Redwood City approves Stanford office building proposals

Over the next 30 years, Stanford plans to demolish eight buildings in the former Mid-Point Technology Park in Redwood City and construct up to 13 new ones for use by administrators whose work does not require frequent interaction with faculty and students on Stanford's main campus.

Kate Chesley A building in the former Mid-Point Technology Park

Stanford plans to eventually demolish the buildings at the former Mid-Point Technology Park.

The Redwood City City Council on Monday approved Stanford's office development project located off Highway 101 and accepted the university's offer of about $15.1 million in public benefits, including educational programs offered by the Graduate School of Business.

As a result of the city council's approval, the university can proceed with plans to develop the former Mid-Point Technology Park site, which is about seven miles from campus.

The project represents Stanford's first significant expansion outside of its main campus.

"Redwood City has been a creative and visionary partner in working with Stanford to establish a long-term plan that will be a win-win for the city and the university," said Steve Elliott, managing director of real estate development.

Over time, the university will demolish eight existing buildings and construct up to 13 new ones on the site, offering 1.5 million square feet for offices, medical clinics and research and development. According to Elliott, the development of the area will be phased and is likely to take as long as 30 years. No date has been set for groundbreaking.

Eventually, the buildings may house administrators whose interactions with faculty and students do not necessarily require an office on the main campus.

Among the $15.1 million in public benefits the university has agreed to provide to Redwood City is an entrepreneurial boot camp, management-training programs for Redwood City employees and entrepreneurship events. All will be offered in conjunction with the Graduate School of Business Executive Education Program.

Stanford is also offering neighborhood street enhancements, support for the Redwood City Educational Foundation and the city's summer concert series and contributions toward flood-reduction measures.

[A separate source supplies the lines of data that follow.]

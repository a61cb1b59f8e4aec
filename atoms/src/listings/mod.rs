pub mod model;
pub mod service;

pub use model::Listing;
pub use service::*;
use super::*;

#[test]
fn accepted_types_map_to_extensions() {
    assert_eq!(extension_for("image/png"), Ok("png"));
    assert_eq!(extension_for("image/jpeg"), Ok("jpg"));
    assert_eq!(extension_for("image/jpg"), Ok("jpg"));
}

#[test]
fn content_type_case_is_ignored() {
    assert_eq!(extension_for("IMAGE/JPEG"), Ok("jpg"));
    assert_eq!(extension_for("Image/Png"), Ok("png"));
}

#[test]
fn other_types_are_rejected() {
    assert!(extension_for("image/gif").is_err());
    assert!(extension_for("application/pdf").unwrap_err().contains("image/png"));
    assert_eq!(extension_for(""), Err("Content-Type is required".to_string()));
}

#[test]
fn keys_live_under_prefix_with_fresh_uuid() {
    let first = object_key("png");
    let second = object_key("png");
    assert_ne!(first, second);

    let name = first.strip_prefix("listing-images/").unwrap();
    let (id, ext) = name.rsplit_once('.').unwrap();
    assert_eq!(ext, "png");
    assert!(uuid::Uuid::parse_str(id).is_ok());
}

#[test]
fn public_url_points_at_bucket() {
    assert_eq!(
        public_url("sanca-listing-images", "listing-images/x.jpg"),
        "https://sanca-listing-images.s3.amazonaws.com/listing-images/x.jpg"
    );
}

#[test]
fn wire_names_match_the_api() {
    let request: PresignRequest =
        serde_json::from_str(r#"{"filename":"a.png","contentType":"image/png"}"#).unwrap();
    assert_eq!(request.content_type, "image/png");

    let response = PresignResponse {
        url: "https://s3/put".to_string(),
        public_url: "https://bucket.s3.amazonaws.com/k".to_string(),
        key: "k".to_string(),
    };
    let json = serde_json::to_value(&response).unwrap();
    assert_eq!(json["publicURL"], "https://bucket.s3.amazonaws.com/k");
    assert_eq!(json["url"], "https://s3/put");
}
use super::*;
use std::collections::HashMap;

fn lookup(vars: &[(&str, &str)]) -> impl Fn(&str) -> Option<String> {
    let vars: HashMap<String, String> = vars
        .iter()
        .map(|(k, v)| ((*k).to_string(), (*v).to_string()))
        .collect();
    move |key| vars.get(key).cloned()
}

#[test]
fn app_config_defaults() {
    let config = AppConfig::from_lookup(lookup(&[]));
    assert_eq!(config.table_name, "sanca");
    assert_eq!(config.bucket_name, "sanca-listing-images");
    assert_eq!(config.presign_expires, Duration::from_secs(900));
    assert_eq!(config.cors_origin, "*");
}

#[test]
fn app_config_reads_overrides() {
    let config = AppConfig::from_lookup(lookup(&[
        ("TABLE_NAME", "sanca-dev"),
        ("S3_BUCKET_NAME", "dev-bucket"),
        ("PRESIGN_EXPIRES_SECS", "60"),
        ("CORS_ORIGIN", "https://sanca.app"),
    ]));
    assert_eq!(config.table_name, "sanca-dev");
    assert_eq!(config.bucket_name, "dev-bucket");
    assert_eq!(config.presign_expires, Duration::from_secs(60));
    assert_eq!(config.cors_origin, "https://sanca.app");
}

#[test]
fn blank_and_invalid_values_fall_back() {
    let config = AppConfig::from_lookup(lookup(&[("TABLE_NAME", "  "), ("PRESIGN_EXPIRES_SECS", "soon")]));
    assert_eq!(config.table_name, "sanca");
    assert_eq!(config.presign_expires, Duration::from_secs(900));
}

#[test]
fn client_config_trims_trailing_slash() {
    let config = ClientConfig::from_lookup(lookup(&[
        ("SANCA_API_URL", "https://api.sanca.app/"),
        ("SANCA_API_TIMEOUT_SECS", "5"),
    ]));
    assert_eq!(config.base_url, "https://api.sanca.app");
    assert_eq!(config.timeout, Duration::from_secs(5));
}

#[test]
fn client_config_defaults() {
    let config = ClientConfig::from_lookup(lookup(&[]));
    assert_eq!(config.base_url, "http://localhost:8080");
    assert_eq!(config.timeout, Duration::from_secs(30));
}
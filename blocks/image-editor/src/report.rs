use crate::error::RemoteError;

/// One remote call issued by `commit`
#[derive(Debug, Clone, PartialEq, Eq)]
pub enum ImageOperation {
    Delete { image_id: String },
    Create { entry_id: String, src: String, order: i32 },
    Update { image_id: String, order: i32 },
}

#[derive(Debug, Clone, PartialEq, Eq)]
pub struct AppliedOperation {
    pub operation: ImageOperation,
    /// Server id touched; for creates, the id the server assigned
    pub image_id: String,
}

#[derive(Debug, Clone, PartialEq, Eq)]
pub struct FailedOperation {
    pub operation: ImageOperation,
    pub error: RemoteError,
}

/// Outcome of the network phase of a commit
#[derive(Debug, Clone, Default, PartialEq, Eq)]
pub struct CommitReport {
    pub applied: Vec<AppliedOperation>,
    pub failed: Vec<FailedOperation>,
}

impl CommitReport {
    pub fn is_complete(&self) -> bool {
        self.failed.is_empty()
    }

    pub fn is_noop(&self) -> bool {
        self.applied.is_empty() && self.failed.is_empty()
    }

    /// Server id assigned to a created entry, if its create went through
    pub fn created_id(&self, entry_id: &str) -> Option<&str> {
        self.applied.iter().find_map(|applied| match &applied.operation {
            ImageOperation::Create { entry_id: id, .. } if id == entry_id => Some(applied.image_id.as_str()),
            _ => None,
        })
    }
}
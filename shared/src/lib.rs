//! Infrastructure shared by the lambdas and by clients of the listing image API.

use aws_sdk_cognitoidentityprovider::Client as CognitoClient;
use aws_sdk_dynamodb::Client as DynamoClient;
use aws_sdk_s3::Client as S3Client;

pub mod api_client;
pub mod auth;
pub mod compression;
pub mod config;
pub mod s3_presign;

pub use config::{AppConfig, ClientConfig};

/// AWS clients and settings built once per lambda cold start
pub struct AppState {
    pub dynamo_client: DynamoClient,
    pub s3_client: S3Client,
    pub cognito_client: CognitoClient,
    pub config: AppConfig,
}

impl AppState {
    pub fn new(sdk_config: &aws_config::SdkConfig, config: AppConfig) -> Self {
        AppState {
            dynamo_client: DynamoClient::new(sdk_config),
            s3_client: S3Client::new(sdk_config),
            cognito_client: CognitoClient::new(sdk_config),
            config,
        }
    }
}
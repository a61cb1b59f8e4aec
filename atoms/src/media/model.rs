
use serde::{Deserialize, Serialize};

/// Listing image record - one photo of a listing, `order` 0 is the cover
#[derive(Debug, Serialize, Deserialize, Clone, PartialEq, Eq)]
pub struct ListingImage {
    pub id: String,
    pub listing_id: String,
    pub src: String,
    pub order: Option<i32>,
    pub created_at: String,
}

#[derive(Debug, Serialize, Deserialize, Clone, PartialEq, Eq)]
pub struct CreateListingImagePayload {
    pub listing_id: String,
    pub src: String,
    pub order: Option<i32>,
}

#[derive(Debug, Serialize, Deserialize, Clone, Default, PartialEq, Eq)]
pub struct UpdateListingImagePayload {
    #[serde(default, skip_serializing_if = "Option::is_none")]
    pub src: Option<String>,
    #[serde(default, skip_serializing_if = "Option::is_none")]
    pub order: Option<i32>,
}
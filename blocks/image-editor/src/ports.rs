//! Collaborators the editor drives. Implementations live in `sanca-shared`;
//! tests use in-memory mocks.

use crate::error::RemoteError;
use crate::types::CompressionOptions;
use sanca_atoms::media::ListingImage;
use serde::{Deserialize, Serialize};

/// Presigned upload target returned by the backend
#[derive(Debug, Clone, PartialEq, Eq, Serialize, Deserialize)]
pub struct UploadDestination {
    #[serde(rename = "url")]
    pub upload_url: String,
    #[serde(rename = "publicURL")]
    pub public_url: String,
    pub key: String,
}

/// Body of a create call
#[derive(Debug, Clone, PartialEq, Eq, Serialize, Deserialize)]
pub struct NewListingImage {
    pub listing_id: String,
    pub src: String,
    pub order: i32,
}

#[async_trait::async_trait]
pub trait UploadGateway: Send + Sync {
    async fn request_upload_destination(
        &self,
        file_name: &str,
        content_type: &str,
    ) -> Result<UploadDestination, RemoteError>;

    async fn upload_bytes(
        &self,
        upload_url: &str,
        payload: &[u8],
        content_type: &str,
    ) -> Result<(), RemoteError>;
}

/// Downscales/re-encodes a picked file. Runs synchronously from the editor's side.
/// Output stays in the format named by `content_type`; a file whose bytes are
/// in another format is an error.
pub trait ImageCompressor: Send + Sync {
    fn compress(&self, raw: &[u8], content_type: &str, options: &CompressionOptions) -> Result<Vec<u8>, String>;
}

/// Listing image persistence. Credentials are the implementation's concern.
#[async_trait::async_trait]
pub trait ListingImageApi: Send + Sync {
    async fn create_image(&self, image: NewListingImage) -> Result<ListingImage, RemoteError>;

    async fn update_image(
        &self,
        listing_id: &str,
        image_id: &str,
        order: i32,
    ) -> Result<ListingImage, RemoteError>;

    async fn delete_image(&self, listing_id: &str, image_id: &str) -> Result<(), RemoteError>;

    async fn get_images(&self, listing_id: &str) -> Result<Vec<ListingImage>, RemoteError>;
}
use aws_sdk_dynamodb::Client as DynamoClient;
use lambda_http::{Body, Error as LambdaError, Response, http::StatusCode};
use serde::Serialize;
use super::model::{CreateListingImagePayload, UpdateListingImagePayload};
use super::service::{self, IMAGE_NOT_FOUND};
use crate::listings::{self, LISTING_NOT_FOUND, NOT_LISTING_OWNER};

fn json_response<T: Serialize>(status: StatusCode, body: &T) -> Result<Response<Body>, LambdaError> {
    Ok(Response::builder()
        .status(status)
        .header("Content-Type", "application/json")
        .header("Access-Control-Allow-Origin", "*")
        .body(serde_json::to_string(body)?.into())
        .map_err(Box::new)?)
}

fn error_response(status: StatusCode, message: &str) -> Result<Response<Body>, LambdaError> {
    json_response(status, &serde_json::json!({ "error": message }))
}

/// Maps service error strings to statuses
fn status_for(error: &str) -> StatusCode {
    match error {
        IMAGE_NOT_FOUND | LISTING_NOT_FOUND => StatusCode::NOT_FOUND,
        NOT_LISTING_OWNER => StatusCode::UNAUTHORIZED,
        _ => StatusCode::INTERNAL_SERVER_ERROR,
    }
}

/// A missing listing is a bad request body on create, not a missing resource
fn create_rejection(error: &str) -> (StatusCode, &str) {
    match error {
        LISTING_NOT_FOUND => (StatusCode::BAD_REQUEST, "Invalid listing_id"),
        _ => (status_for(error), error),
    }
}

/// HTTP Handler: GET /listing-images/listing/{listing_id}
pub async fn list_listing_images_handler(
    client: &DynamoClient,
    table_name: &str,
    listing_id: &str,
) -> Result<Response<Body>, LambdaError> {
    match service::load_images_for_listing(client, table_name, listing_id).await {
        Ok(images) => json_response(StatusCode::OK, &images),
        Err(e) => {
            tracing::error!(
                "❌ list_listing_images_handler failed: table={}, listing_id={}, error={}",
                table_name,
                listing_id,
                e
            );
            error_response(StatusCode::INTERNAL_SERVER_ERROR, "Failed to retrieve images")
        }
    }
}

/// HTTP Handler: GET /listing-images/{id}
pub async fn get_listing_image_handler(
    client: &DynamoClient,
    table_name: &str,
    listing_id: &str,
    image_id: &str,
) -> Result<Response<Body>, LambdaError> {
    match service::get_image(client, table_name, listing_id, image_id).await {
        Ok(image) => json_response(StatusCode::OK, &image),
        Err(e) => error_response(status_for(&e), &e),
    }
}

/// HTTP Handler: POST /listing-images - seller only
pub async fn create_listing_image_handler(
    client: &DynamoClient,
    table_name: &str,
    user_id: &str,
    body: &[u8],
) -> Result<Response<Body>, LambdaError> {
    let payload: CreateListingImagePayload = match serde_json::from_slice(body) {
        Ok(payload) => payload,
        Err(e) => return error_response(StatusCode::BAD_REQUEST, &e.to_string()),
    };

    tracing::info!(
        "📥 create_listing_image_handler: user_id={}, listing_id={}, order={:?}",
        user_id,
        payload.listing_id,
        payload.order
    );

    if let Err(e) = listings::ensure_listing_owner(client, table_name, &payload.listing_id, user_id).await {
        let (status, message) = create_rejection(&e);
        return error_response(status, message);
    }

    match service::create_image(client, table_name, payload).await {
        Ok(image) => json_response(StatusCode::CREATED, &image),
        Err(e) if e == LISTING_NOT_FOUND => error_response(StatusCode::BAD_REQUEST, "Invalid listing_id"),
        Err(e) => {
            tracing::error!("❌ create_listing_image_handler failed: user_id={}, error={}", user_id, e);
            error_response(StatusCode::INTERNAL_SERVER_ERROR, "Failed to create image")
        }
    }
}

/// HTTP Handler: PUT /listing-images/{id} - seller only
pub async fn update_listing_image_handler(
    client: &DynamoClient,
    table_name: &str,
    user_id: &str,
    listing_id: &str,
    image_id: &str,
    body: &[u8],
) -> Result<Response<Body>, LambdaError> {
    let payload: UpdateListingImagePayload = match serde_json::from_slice(body) {
        Ok(payload) => payload,
        Err(e) => return error_response(StatusCode::BAD_REQUEST, &e.to_string()),
    };

    if let Err(e) = listings::ensure_listing_owner(client, table_name, listing_id, user_id).await {
        return error_response(status_for(&e), &e);
    }

    match service::update_image(client, table_name, listing_id, image_id, payload).await {
        Ok(image) => json_response(StatusCode::OK, &image),
        Err(e) => {
            tracing::error!(
                "❌ update_listing_image_handler failed: listing_id={}, image_id={}, error={}",
                listing_id,
                image_id,
                e
            );
            error_response(status_for(&e), &e)
        }
    }
}

/// HTTP Handler: DELETE /listing-images/{id} - seller only
pub async fn delete_listing_image_handler(
    client: &DynamoClient,
    table_name: &str,
    user_id: &str,
    listing_id: &str,
    image_id: &str,
) -> Result<Response<Body>, LambdaError> {
    if let Err(e) = listings::ensure_listing_owner(client, table_name, listing_id, user_id).await {
        return error_response(status_for(&e), &e);
    }

    match service::delete_image(client, table_name, listing_id, image_id).await {
        Ok(()) => json_response(StatusCode::OK, &serde_json::json!({ "message": "Image deleted" })),
        Err(e) => {
            tracing::error!(
                "❌ delete_listing_image_handler failed: listing_id={}, image_id={}, error={}",
                listing_id,
                image_id,
                e
            );
            error_response(status_for(&e), &e)
        }
    }
}
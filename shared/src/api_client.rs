//! HTTP client for the `/listing-images` API. Implements the editor's
//! collaborator traits so a session can run against a deployed backend.

use crate::config::ClientConfig;
use crate::s3_presign::PresignRequest;
use image_editor_block::{ListingImageApi, NewListingImage, RemoteError, UploadDestination, UploadGateway};
use reqwest::header::CONTENT_TYPE;
use reqwest::RequestBuilder;
use sanca_atoms::media::{ListingImage, UpdateListingImagePayload};
use serde::de::DeserializeOwned;

pub struct MarketplaceClient {
    http: reqwest::Client,
    base_url: String,
    token: Option<String>,
}

impl MarketplaceClient {
    pub fn new(config: &ClientConfig) -> Result<Self, RemoteError> {
        let http = reqwest::Client::builder()
            .timeout(config.timeout)
            .build()
            .map_err(|e| RemoteError::Transport(e.to_string()))?;
        Ok(MarketplaceClient {
            http,
            base_url: config.base_url.trim_end_matches('/').to_string(),
            token: None,
        })
    }

    /// Bearer token sent with every API call (not with object store uploads)
    pub fn with_token(mut self, token: impl Into<String>) -> Self {
        self.token = Some(token.into());
        self
    }

    pub fn url(&self, path: &str) -> String {
        format!("{}{}", self.base_url, path)
    }

    fn authorized(&self, request: RequestBuilder) -> RequestBuilder {
        match &self.token {
            Some(token) => request.bearer_auth(token),
            None => request,
        }
    }

    async fn send(&self, request: RequestBuilder) -> Result<String, RemoteError> {
        let response = request
            .send()
            .await
            .map_err(|e| RemoteError::Transport(e.to_string()))?;

        let status = response.status();
        let body = response
            .text()
            .await
            .map_err(|e| RemoteError::Transport(e.to_string()))?;
        if !status.is_success() {
            return Err(RemoteError::Status { status: status.as_u16(), body });
        }
        Ok(body)
    }

    async fn send_json<T: DeserializeOwned>(&self, request: RequestBuilder) -> Result<T, RemoteError> {
        let body = self.send(self.authorized(request)).await?;
        serde_json::from_str(&body).map_err(|e| RemoteError::Decode(e.to_string()))
    }
}

pub fn image_path(image_id: &str) -> String {
    format!("/listing-images/{}", image_id)
}

pub fn listing_images_path(listing_id: &str) -> String {
    format!("/listing-images/listing/{}", listing_id)
}

#[async_trait::async_trait]
impl UploadGateway for MarketplaceClient {
    async fn request_upload_destination(
        &self,
        file_name: &str,
        content_type: &str,
    ) -> Result<UploadDestination, RemoteError> {
        let body = PresignRequest {
            filename: file_name.to_string(),
            content_type: content_type.to_string(),
        };
        self.send_json(self.http.post(self.url("/listing-images/s3")).json(&body))
            .await
    }

    async fn upload_bytes(&self, upload_url: &str, payload: &[u8], content_type: &str) -> Result<(), RemoteError> {
        // Presigned URL carries its own credentials
        let request = self
            .http
            .put(upload_url)
            .header(CONTENT_TYPE, content_type)
            .body(payload.to_vec());
        self.send(request).await?;
        Ok(())
    }
}

#[async_trait::async_trait]
impl ListingImageApi for MarketplaceClient {
    async fn create_image(&self, image: NewListingImage) -> Result<ListingImage, RemoteError> {
        self.send_json(self.http.post(self.url("/listing-images")).json(&image))
            .await
    }

    async fn update_image(&self, listing_id: &str, image_id: &str, order: i32) -> Result<ListingImage, RemoteError> {
        let body = UpdateListingImagePayload {
            order: Some(order),
            ..UpdateListingImagePayload::default()
        };
        let request = self
            .http
            .put(self.url(&image_path(image_id)))
            .query(&[("listing_id", listing_id)])
            .json(&body);
        self.send_json(request).await
    }

    async fn delete_image(&self, listing_id: &str, image_id: &str) -> Result<(), RemoteError> {
        let request = self
            .http
            .delete(self.url(&image_path(image_id)))
            .query(&[("listing_id", listing_id)]);
        self.send(self.authorized(request)).await?;
        Ok(())
    }

    async fn get_images(&self, listing_id: &str) -> Result<Vec<ListingImage>, RemoteError> {
        self.send_json(self.http.get(self.url(&listing_images_path(listing_id))))
            .await
    }
}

The 35-acre development is part of a larger 48-acre area located just south of the intersection of Woodside Road and Broadway Street. The area already includes recently renovated Stanford Hospital and Clinics buildings. Those buildings house dermatology, imaging, orthopedic surgery and sports medicine, pain management and sleep medicine.

Stanford's property currently houses such businesses as Silver Spring Networks, Ampex, BigBand Networks, Nest GSV and MokaFive, as well as Stanford Libraries Services, HighWire and the University Press. The university plans to continue leasing that space for the foreseeable future.

Stanford purchased the eight buildings in 2005. The purchase was prompted partly by the university's General Use Permit with Santa Clara County, which regulates expansion on the main campus.

According to Lucy Wicks, Stanford associate director of community relations, Redwood City's vibrant downtown, robust public transportation infrastructure and plan for its future made the city appealing as a place to establish a new administrative office location. Eventually, the development is envisioned to include a day care center, fitness center, eateries, a central unifying green and useable open spaces.